Il quarto modello va letto come una dilatazione del precedente e come una esplicitazione della logica solidaristica che non solo compare in pressoché tutte le costituzioni più avanzate del mondo contemporaneo, ma che caratterizza altresì le missioni umanitarie che costituiscono le espressioni più significative di alcune delle dinamiche internazionali contemporanee.
Mentre il terzo modello impegna il diritto a individuare situazioni di fragilità sociale e a reagire contro di esse, il quarto modello lo impegna invece a promuovere il bene umano socio-relazionale. L’adesione a questo modello implica la serena e fattiva fiducia nella possibilità di individuare un bene umano oggettivo.
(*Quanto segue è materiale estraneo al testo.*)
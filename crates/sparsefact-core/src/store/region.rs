//! Region views over a sparse store.
//!
//! A [`RegionView`] forwards reads and writes to the store it borrows through
//! an [`IndexMap`] that turns view coordinates into store coordinates. Views
//! share the store's multiplication strategy but keep no range cache of their
//! own.

use crate::{
    core::{
        error::{Result, StoreError},
        types::Element,
    },
    store::{
        access::{MatrixSource, MatrixTarget, Shape},
        element_store::ElementStore,
        sparse_store::SparseStore,
    },
};

/// Coordinate remapping from a view onto its underlying store.
pub trait IndexMap {
    /// Shape of the view over a store of shape `(rows, cols)`.
    fn shape(&self, rows: usize, cols: usize) -> (usize, usize);

    /// Store coordinates of view cell `(row, col)`.
    fn map(&self, row: usize, col: usize) -> (usize, usize);
}

/// Selected subset of rows, in the given order.
#[derive(Debug, Clone, PartialEq, Eq)]
pub struct RowSelection(Vec<usize>);

impl IndexMap for RowSelection {
    fn shape(&self, _rows: usize, cols: usize) -> (usize, usize) {
        (self.0.len(), cols)
    }

    #[inline]
    fn map(&self, row: usize, col: usize) -> (usize, usize) {
        (self.0[row], col)
    }
}

/// Selected subset of columns, in the given order.
#[derive(Debug, Clone, PartialEq, Eq)]
pub struct ColumnSelection(Vec<usize>);

impl IndexMap for ColumnSelection {
    fn shape(&self, rows: usize, _cols: usize) -> (usize, usize) {
        (rows, self.0.len())
    }

    #[inline]
    fn map(&self, row: usize, col: usize) -> (usize, usize) {
        (row, self.0[col])
    }
}

/// Origin moved to `(row_offset, col_offset)`.
#[derive(Debug, Clone, Copy, PartialEq, Eq)]
pub struct Offsets {
    row_offset: usize,
    col_offset: usize,
}

impl IndexMap for Offsets {
    fn shape(&self, rows: usize, cols: usize) -> (usize, usize) {
        (
            rows.saturating_sub(self.row_offset),
            cols.saturating_sub(self.col_offset),
        )
    }

    #[inline]
    fn map(&self, row: usize, col: usize) -> (usize, usize) {
        (row + self.row_offset, col + self.col_offset)
    }
}

/// Extent truncated to `row_limit × col_limit`.
#[derive(Debug, Clone, Copy, PartialEq, Eq)]
pub struct Limits {
    row_limit: usize,
    col_limit: usize,
}

impl IndexMap for Limits {
    fn shape(&self, rows: usize, cols: usize) -> (usize, usize) {
        (self.row_limit.min(rows), self.col_limit.min(cols))
    }

    #[inline]
    fn map(&self, row: usize, col: usize) -> (usize, usize) {
        (row, col)
    }
}

/// Rows and columns swapped.
#[derive(Debug, Clone, Copy, PartialEq, Eq, Default)]
pub struct Transposition;

impl IndexMap for Transposition {
    fn shape(&self, rows: usize, cols: usize) -> (usize, usize) {
        (cols, rows)
    }

    #[inline]
    fn map(&self, row: usize, col: usize) -> (usize, usize) {
        (col, row)
    }
}

/// Read/write view of a sparse store through an index remapping.
#[derive(Debug)]
pub struct RegionView<'a, T: Element, S: ElementStore<T>, M: IndexMap> {
    base: &'a mut SparseStore<T, S>,
    map: M,
    rows: usize,
    cols: usize,
}

impl<'a, T: Element, S: ElementStore<T>, M: IndexMap> RegionView<'a, T, S, M> {
    fn new(base: &'a mut SparseStore<T, S>, map: M) -> Self {
        let (rows, cols) = map.shape(base.rows(), base.cols());
        Self {
            base,
            map,
            rows,
            cols,
        }
    }

    /// Number of rows of the view.
    #[inline]
    pub fn rows(&self) -> usize {
        self.rows
    }

    /// Number of columns of the view.
    #[inline]
    pub fn cols(&self) -> usize {
        self.cols
    }

    /// The index remapping of this view.
    pub fn index_map(&self) -> &M {
        &self.map
    }

    /// Value at view cell `(row, col)`.
    ///
    /// # Panics
    ///
    /// Panics if the index is outside the view's shape.
    #[inline]
    pub fn get(&self, row: usize, col: usize) -> T {
        let (r, c) = self.locate("get", row, col);
        self.base.get(r, c)
    }

    /// Overwrites view cell `(row, col)`.
    #[inline]
    pub fn set(&mut self, row: usize, col: usize, value: T) {
        let (r, c) = self.locate("set", row, col);
        self.base.set(r, c, value);
    }

    /// Adds `delta` to view cell `(row, col)`.
    #[inline]
    pub fn add(&mut self, row: usize, col: usize, delta: T) {
        let (r, c) = self.locate("add", row, col);
        self.base.add(r, c, delta);
    }

    /// Computes `self × right` into `target` with the store's strategy.
    pub fn multiply<R, G>(&self, right: &R, target: &mut G) -> Result<()>
    where
        R: MatrixSource<T> + ?Sized,
        G: MatrixTarget<T> + ?Sized,
    {
        let strategy = self
            .base
            .multiplier()
            .ok_or_else(|| StoreError::unsupported_kind("multiply", T::KIND))?;
        strategy.invoke(self, right, target)
    }

    #[inline]
    fn locate(&self, operation: &'static str, row: usize, col: usize) -> (usize, usize) {
        if row >= self.rows || col >= self.cols {
            panic!(
                "{}",
                StoreError::index_out_of_bounds(operation, (row, col), (self.rows, self.cols))
            );
        }
        self.map.map(row, col)
    }
}

impl<T: Element, S: ElementStore<T>, M: IndexMap> Shape for RegionView<'_, T, S, M> {
    #[inline]
    fn rows(&self) -> usize {
        self.rows
    }

    #[inline]
    fn cols(&self) -> usize {
        self.cols
    }
}

impl<T: Element, S: ElementStore<T>, M: IndexMap> MatrixSource<T> for RegionView<'_, T, S, M> {
    #[inline]
    fn value(&self, row: usize, col: usize) -> T {
        self.get(row, col)
    }
}

impl<T: Element, S: ElementStore<T>, M: IndexMap> MatrixTarget<T> for RegionView<'_, T, S, M> {
    fn reset(&mut self) {
        for col in 0..self.cols {
            for row in 0..self.rows {
                let (r, c) = self.map.map(row, col);
                if !self.base.get(r, c).is_zero() {
                    self.base.set(r, c, T::zero());
                }
            }
        }
    }

    #[inline]
    fn accumulate(&mut self, row: usize, col: usize, delta: T) {
        self.add(row, col, delta);
    }
}

impl<T: Element, S: ElementStore<T>> SparseStore<T, S> {
    /// View of the selected rows, in the given order.
    ///
    /// # Panics
    ///
    /// Panics if a selected row is outside the store.
    pub fn by_rows(&mut self, rows: &[usize]) -> RegionView<'_, T, S, RowSelection> {
        if let Some(&row) = rows.iter().find(|&&row| row >= self.rows()) {
            panic!(
                "{}",
                StoreError::index_out_of_bounds("by_rows", (row, 0), (self.rows(), self.cols()))
            );
        }
        RegionView::new(self, RowSelection(rows.to_vec()))
    }

    /// View of the selected columns, in the given order.
    ///
    /// # Panics
    ///
    /// Panics if a selected column is outside the store.
    pub fn by_columns(&mut self, columns: &[usize]) -> RegionView<'_, T, S, ColumnSelection> {
        if let Some(&col) = columns.iter().find(|&&col| col >= self.cols()) {
            panic!(
                "{}",
                StoreError::index_out_of_bounds("by_columns", (0, col), (self.rows(), self.cols()))
            );
        }
        RegionView::new(self, ColumnSelection(columns.to_vec()))
    }

    /// View whose origin is store cell `(row_offset, col_offset)`.
    pub fn by_offsets(
        &mut self,
        row_offset: usize,
        col_offset: usize,
    ) -> RegionView<'_, T, S, Offsets> {
        RegionView::new(
            self,
            Offsets {
                row_offset,
                col_offset,
            },
        )
    }

    /// View truncated to the first `row_limit` rows and `col_limit` columns.
    pub fn by_limits(&mut self, row_limit: usize, col_limit: usize) -> RegionView<'_, T, S, Limits> {
        RegionView::new(
            self,
            Limits {
                row_limit,
                col_limit,
            },
        )
    }

    /// Transposed view.
    pub fn by_transposition(&mut self) -> RegionView<'_, T, S, Transposition> {
        RegionView::new(self, Transposition)
    }
}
Per questo molti ritengono che un sistema biogiuridico fondato sul relativismo dei valori sia un controsenso, perché il relativismo può essere un buon fondamento per un individualismo tollerante, ma è incapace di fondare un sistema che veda il bene nella relazione interpersonale più che nella soddisfazione autoreferenziale e soggettivistica.
È possibile fondare il biodiritto sul bene umano oggettivo? Ci conforta, nel rispondere affermativamente, l’esperienza internazionale più recente. Citiamo soltanto gli sforzi dell’Unesco, che dopo aver approvato l’Universal Declaration on the Human Genome and Human Rights nel 1997 e l’International Declaration on the Human Genetic Data nel 2003, ha promulgato nell’ottobre del 2005 la Dichiarazione universale sulla bioetica e i diritti dell’uomo. Come nel caso dei diritti umani, controversi, ma accomunanti, anche nel biodiritto ciò che ci unisce è più di ciò che ci divide.